New battery advice, please...

You can achieve exactly the same thing with a paralleling switch as suggested earlier. There is no benefit of a 1,2 both if you have two clearly separate banks and split charge.

If you have a completely dud battery, a 12B allows you to isolate it completely and to run everything from the good one. You can't do that with the dual-circuit + parallel switch I use, which is one reason why I have breakers for each bank as well. Not an issue with the cluster mentioned, but it's easier to mismanage, having three switches instead of one.

Ultimately, though, none of this matters in the least.
 
We used to have two 110ah batteries, one for starting and one for domestic. Then I fitted a fridge and it was a struggle. So I made the two into one big domestic and bought a small 78ah big kicker for a starter. I can now run the fridge for more than two days without being plugged in. I never put the battery switch on Both. I hard wired the Cetrek type charger into the back of the 12b switch and can charge either by pointing the switch at it. No issues for several years.
 
Thanks to everyone ... plenty to ponder there.

At the moment, we're ashore, incurring higher fees than on our summer mooring, and I'm keen to get afloat again.

So, for now, I've ordered a couple of cheapish Numax 105 AH replacements.

Fancier upgrades can wait a few weeks (till I've read more by that geezer Voltaire, who I assume, invented volts ........ yes, yes, that's a (weak) joke, honest).
 
I have just replaced my 2 no Numax 110 a/h batteries after 9 years service and they were still holding 12.7 volts over the winter although I do charge them once a month or so. I have replaced them with the same Numax batteries which are shown as 105 a/h now. I have a 1/2/3 switch which has served me well, and I have had them on my boats for the last 20 years . I tried a VSR but it kept “hunting” as evidently there was a problem with my low a/h Red Flash starter battery compared with my 220 a/h domestic bank. I always start my engine on the Red Flash AGM and after about 15 or 20 minutes switch over to my domestic bank . I find that I leave my batteries on the domestic bank as they start the engine well when it is warm so I don’t have to go down below to switch over again. I hope these Numaxs last as long as the previous ones
 
Just yesterday, a yacht from the marina here was stuck in an anchorage, unable to start his engine because he'd left the 1-2-B switch on "Both".

To the OP....

If you fitted a small engine battery and connected the two leisure batteries in parallel, you double your domestic capacity for little cost. A split charge system (even with the 1-2-B switch) means you don't ever get tempted to switch to "Both" when charging or have to faff around changing back and forth between batteries. Vics diode suggestion would work, or a VSR. I do often suggest a VSR because they are inexpensive and they work. They are ideal for many of the boats we discuss on here, but it's not the only thing i use, i also like the Victron FET based devices.

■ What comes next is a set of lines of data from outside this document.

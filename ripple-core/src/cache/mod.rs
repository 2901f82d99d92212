//! Result Memoization
//!
//! The memo table and equality policies behind [`crate::push::MapCache`].
//! A table maps elements to previously computed results under a pluggable
//! equality/hash pair, so "same element" can mean whatever the caller
//! needs it to mean.
//!
//! The table lives here rather than inside the node so it can be reasoned
//! about (and tested) as a plain data structure, independent of push
//! mechanics.

mod policy;
mod table;

pub use policy::{ElementEq, ElementHash, EqBy, HashBy, Natural};
pub use table::ElementCache;
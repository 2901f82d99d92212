//! Subscriber types for the push graph.
//!
//! A Subscriber is the downstream end of an edge. It carries a callback that
//! an upstream node invokes after it publishes a new value. The callback
//! reports whether its target still exists: a dependent that has been dropped
//! answers `false` and is removed from the registry on the spot.
//!
//! Registries never hold their dependents alive. The callbacks capture weak
//! references, so the only strong references in the graph point upstream.

use std::sync::atomic::{AtomicU64, Ordering};

use parking_lot::Mutex;
use tracing::trace;

/// Unique identifier for a subscriber.
///
/// Each registered edge gets a unique ID when created. The ID is used for
/// logging and for telling edges apart in a registry.
#[derive(Debug, Clone, Copy, PartialEq, Eq, Hash)]
pub struct SubscriberId(u64);

impl SubscriberId {
    /// Generate a new unique subscriber ID.
    ///
    /// Uses an atomic counter to ensure uniqueness across threads.
    pub fn new() -> Self {
        static COUNTER: AtomicU64 = AtomicU64::new(0);
        Self(COUNTER.fetch_add(1, Ordering::Relaxed))
    }
}

impl Default for SubscriberId {
    fn default() -> Self {
        Self::new()
    }
}

/// A subscriber to a node's pushes.
///
/// The callback is stored as a boxed trait object so that every dependent
/// kind (transform, map cache, sink) can register the behavior it needs.
/// It returns `true` while its target is alive and `false` once the target
/// has been dropped.
pub struct Subscriber {
    id: SubscriberId,
    notify: Box<dyn Fn() -> bool + Send + Sync>,
}

impl Subscriber {
    /// Create a new subscriber with the given notification callback.
    pub fn new<F>(notify: F) -> Self
    where
        F: Fn() -> bool + Send + Sync + 'static,
    {
        Self {
            id: SubscriberId::new(),
            notify: Box::new(notify),
        }
    }

    /// Get the subscriber's unique ID.
    pub fn id(&self) -> SubscriberId {
        self.id
    }

    /// Notify the subscriber that the value it watches has changed.
    ///
    /// Returns `false` if the subscribing node no longer exists.
    pub fn notify(&self) -> bool {
        (self.notify)()
    }
}

impl std::fmt::Debug for Subscriber {
    fn fmt(&self, f: &mut std::fmt::Formatter<'_>) -> std::fmt::Result {
        f.debug_struct("Subscriber").field("id", &self.id).finish()
    }
}

/// Registry of subscribers held by a node.
///
/// Dispatch runs the callbacks outside the registry lock, so a callback may
/// register further subscribers on the same node without deadlocking.
pub(crate) struct SubscriberSet {
    entries: Mutex<Vec<Subscriber>>,
}

impl SubscriberSet {
    pub(crate) fn new() -> Self {
        Self {
            entries: Mutex::new(Vec::new()),
        }
    }

    /// Register a subscriber. Registration order is dispatch order.
    pub(crate) fn insert(&self, subscriber: Subscriber) {
        self.entries.lock().push(subscriber);
    }

    /// Number of registered subscribers, dead ones included until the next
    /// dispatch prunes them.
    pub(crate) fn len(&self) -> usize {
        self.entries.lock().len()
    }

    /// Invoke every subscriber in registration order and drop the ones whose
    /// targets are gone.
    pub(crate) fn dispatch(&self) {
        let batch = std::mem::take(&mut *self.entries.lock());
        let mut live = Vec::with_capacity(batch.len());
        for subscriber in batch {
            if subscriber.notify() {
                live.push(subscriber);
            } else {
                trace!(subscriber = ?subscriber.id(), "pruning dead subscriber");
            }
        }
        let mut entries = self.entries.lock();
        // Subscribers registered while the batch ran keep their place after
        // the survivors.
        let added = std::mem::replace(&mut *entries, live);
        entries.extend(added);
    }
}

#[cfg(test)]
mod tests {
    use super::*;
    use std::sync::atomic::{AtomicI32, Ordering};
    use std::sync::Arc;

    #[test]
    fn subscriber_ids_are_unique() {
        let id1 = SubscriberId::new();
        let id2 = SubscriberId::new();
        let id3 = SubscriberId::new();

        assert_ne!(id1, id2);
        assert_ne!(id2, id3);
        assert_ne!(id1, id3);
    }

    #[test]
    fn subscriber_notify_calls_callback() {
        let calls = Arc::new(AtomicI32::new(0));
        let calls_clone = calls.clone();

        let subscriber = Subscriber::new(move || {
            calls_clone.fetch_add(1, Ordering::SeqCst);
            true
        });

        assert_eq!(calls.load(Ordering::SeqCst), 0);
        assert!(subscriber.notify());
        assert_eq!(calls.load(Ordering::SeqCst), 1);
    }

    #[test]
    fn dispatch_runs_in_registration_order() {
        let order = Arc::new(Mutex::new(Vec::new()));
        let set = SubscriberSet::new();

        for label in 0..3 {
            let order = order.clone();
            set.insert(Subscriber::new(move || {
                order.lock().push(label);
                true
            }));
        }

        set.dispatch();
        assert_eq!(*order.lock(), vec![0, 1, 2]);
    }

    #[test]
    fn dispatch_prunes_dead_subscribers() {
        let calls = Arc::new(AtomicI32::new(0));
        let set = SubscriberSet::new();

        let calls_clone = calls.clone();
        set.insert(Subscriber::new(move || {
            calls_clone.fetch_add(1, Ordering::SeqCst);
            true
        }));
        set.insert(Subscriber::new(|| false));
        assert_eq!(set.len(), 2);

        set.dispatch();
        assert_eq!(set.len(), 1);
        assert_eq!(calls.load(Ordering::SeqCst), 1);

        set.dispatch();
        assert_eq!(set.len(), 1);
        assert_eq!(calls.load(Ordering::SeqCst), 2);
    }

    #[test]
    fn registration_during_dispatch_is_kept() {
        let set = Arc::new(SubscriberSet::new());
        let calls = Arc::new(AtomicI32::new(0));

        let set_clone = set.clone();
        let calls_clone = calls.clone();
        set.insert(Subscriber::new(move || {
            if calls_clone.fetch_add(1, Ordering::SeqCst) == 0 {
                let inner_calls = calls_clone.clone();
                set_clone.insert(Subscriber::new(move || {
                    inner_calls.fetch_add(10, Ordering::SeqCst);
                    true
                }));
            }
            true
        }));

        set.dispatch();
        assert_eq!(set.len(), 2);
        assert_eq!(calls.load(Ordering::SeqCst), 1);

        set.dispatch();
        // Original plus the one registered mid-dispatch.
        assert_eq!(calls.load(Ordering::SeqCst), 12);
    }
}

Solar is a very cost effective power solution these days. It doesn't take a massive amount of money or panels to become self sufficient. Good quality panels and controllers make sense to me. They are a long term investment (i still have a pair of 30w panels that were fitted in 1988), so cheap and nasty don't really work out good value if they don't last a long time.
 
Thanks Paul.

I think more sophistication will soon be on the agenda, though I've never had any problems, or noticeable faffing, with 1,2, B switches (indeed, changing the system seems far more like faffing to me).
 
Just as bad as if he'd left his bridging switch closed, then.

With a proper design he'd need to leave both his engine battery switch and 'bridging' switch closed. I hide the third key necessary to do that so it would be a very deliberate act to link all the batteries together. Would be a bit desperate if a 360Ah domestic bank failed to start the engine after I'd given up on the starter battery.
 
Just as bad as if he'd left his bridging switch closed, then.

Exactly the same. Same as you leaving the BlueSea switch set to combine.

Differences are, you never leave the switch on combine and bridging switches don't get left on, because there is no need to switch them to those positions, except in case of emergency. A lot of people leave 1-2-B switches on "Both", because that's how they charge both batteries at once.